** Exercise goal **
Determine the number of lines in the listing below in which the word "SqliteConnectOptions" is present, and state it without comment.

────

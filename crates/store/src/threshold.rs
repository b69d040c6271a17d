use async_trait::async_trait;
use kanshi_core::store::error::StoreError;
use kanshi_core::threshold::entity::{ThresholdConfig, ThresholdUpdate};
use kanshi_core::threshold::port::ThresholdStore;
use rust_decimal::Decimal;
use sqlx::{
    SqlitePool,
    sqlite::{SqliteConnectOptions, SqlitePoolOptions},
};
use std::path::Path;
use std::str::FromStr;

/// 阈值配置数据库文件名
const SETTINGS_DB: &str = "settings.db";

const KEY_MIN: &str = "min";
const KEY_MAX: &str = "max";
const KEY_ALERT_DESTINATION: &str = "alert_destination";

/// ThresholdStore 的 SQLite 实现。
///
/// # Summary
/// 在数据目录下的 `settings.db` 的键值表中持久化 min/max/alert_destination，
/// 跨进程重启生效。
///
/// # Invariants
/// - 读方看到最近一次已提交的写入；`update` 按键逐个写入，不保证跨字段原子性。
/// - 从未写入过的键按 `ThresholdConfig::default()` 补齐（全开区间）。
pub struct SqliteThresholdStore {
    pool: SqlitePool,
}

impl SqliteThresholdStore {
    /// # Summary
    /// 打开（必要时创建）配置数据库并初始化键值表。
    ///
    /// # Logic
    /// 1. 确保数据目录存在。
    /// 2. 配置 SQLite 连接选项，开启 `create_if_missing`。
    /// 3. 执行 DDL 创建 `settings` 表。
    ///
    /// # Arguments
    /// * `data_dir` - 数据根目录。
    ///
    /// # Returns
    /// * `Result<Self, StoreError>` - 存储实例或错误。
    pub async fn new(data_dir: &Path) -> Result<Self, StoreError> {
        std::fs::create_dir_all(data_dir).map_err(|e| StoreError::InitError(e.to_string()))?;

        let options = SqliteConnectOptions::new()
            .filename(data_dir.join(SETTINGS_DB))
            .create_if_missing(true);

        let pool = SqlitePoolOptions::new()
            .connect_with(options)
            .await
            .map_err(|e| StoreError::InitError(e.to_string()))?;

        sqlx::query(
            r#"
            CREATE TABLE IF NOT EXISTS settings (
                key TEXT PRIMARY KEY,
                value TEXT NOT NULL
            );
            "#,
        )
        .execute(&pool)
        .await
        .map_err(|e| StoreError::InitError(e.to_string()))?;

        Ok(Self { pool })
    }

    /// 读取单个键，不存在返回 None
    async fn read_key(&self, key: &str) -> Result<Option<String>, StoreError> {
        sqlx::query_scalar::<_, String>("SELECT value FROM settings WHERE key = ?")
            .bind(key)
            .fetch_optional(&self.pool)
            .await
            .map_err(|e| StoreError::Database(e.to_string()))
    }

    /// 写入单个键
    async fn write_key(&self, key: &str, value: &str) -> Result<(), StoreError> {
        sqlx::query("INSERT OR REPLACE INTO settings (key, value) VALUES (?, ?)")
            .bind(key)
            .bind(value)
            .execute(&self.pool)
            .await
            .map_err(|e| StoreError::Database(e.to_string()))?;
        Ok(())
    }

    /// 将存储的十进制字符串解析回 Decimal
    fn parse_bound(key: &str, raw: &str) -> Result<Decimal, StoreError> {
        Decimal::from_str(raw)
            .map_err(|e| StoreError::Database(format!("bad setting '{key}'='{raw}': {e}")))
    }
}

#[async_trait]
impl ThresholdStore for SqliteThresholdStore {
    /// # Summary
    /// 读取当前阈值配置，缺失的键按默认值补齐。
    ///
    /// # Logic
    /// 1. 逐个读取 min/max/alert_destination 键。
    /// 2. 缺失时回落到 `ThresholdConfig::default()` 的对应字段。
    ///
    /// # Returns
    /// * `Result<ThresholdConfig, StoreError>`
    async fn get(&self) -> Result<ThresholdConfig, StoreError> {
        let defaults = ThresholdConfig::default();

        let min = match self.read_key(KEY_MIN).await? {
            Some(raw) => Self::parse_bound(KEY_MIN, &raw)?,
            None => defaults.min,
        };
        let max = match self.read_key(KEY_MAX).await? {
            Some(raw) => Self::parse_bound(KEY_MAX, &raw)?,
            None => defaults.max,
        };
        let alert_destination = self.read_key(KEY_ALERT_DESTINATION).await?;

        Ok(ThresholdConfig {
            min,
            max,
            alert_destination,
        })
    }

    /// # Summary
    /// 部分更新阈值配置，为 None 的字段保留原值。
    ///
    /// # Logic
    /// 1. 读取当前配置并与更新请求合并。
    /// 2. 按键逐个 `INSERT OR REPLACE` 写回提供的字段。
    ///
    /// # Arguments
    /// * `update` - 部分更新请求。
    ///
    /// # Returns
    /// * `Result<ThresholdConfig, StoreError>` - 合并后的完整配置。
    async fn update(&self, update: &ThresholdUpdate) -> Result<ThresholdConfig, StoreError> {
        let merged = self.get().await?.merged_with(update);

        if let Some(min) = update.min {
            self.write_key(KEY_MIN, &min.to_string()).await?;
        }
        if let Some(max) = update.max {
            self.write_key(KEY_MAX, &max.to_string()).await?;
        }
        if let Some(dest) = &update.alert_destination {
            self.write_key(KEY_ALERT_DESTINATION, dest).await?;
        }

        Ok(merged)
    }
}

────

** Solution **
2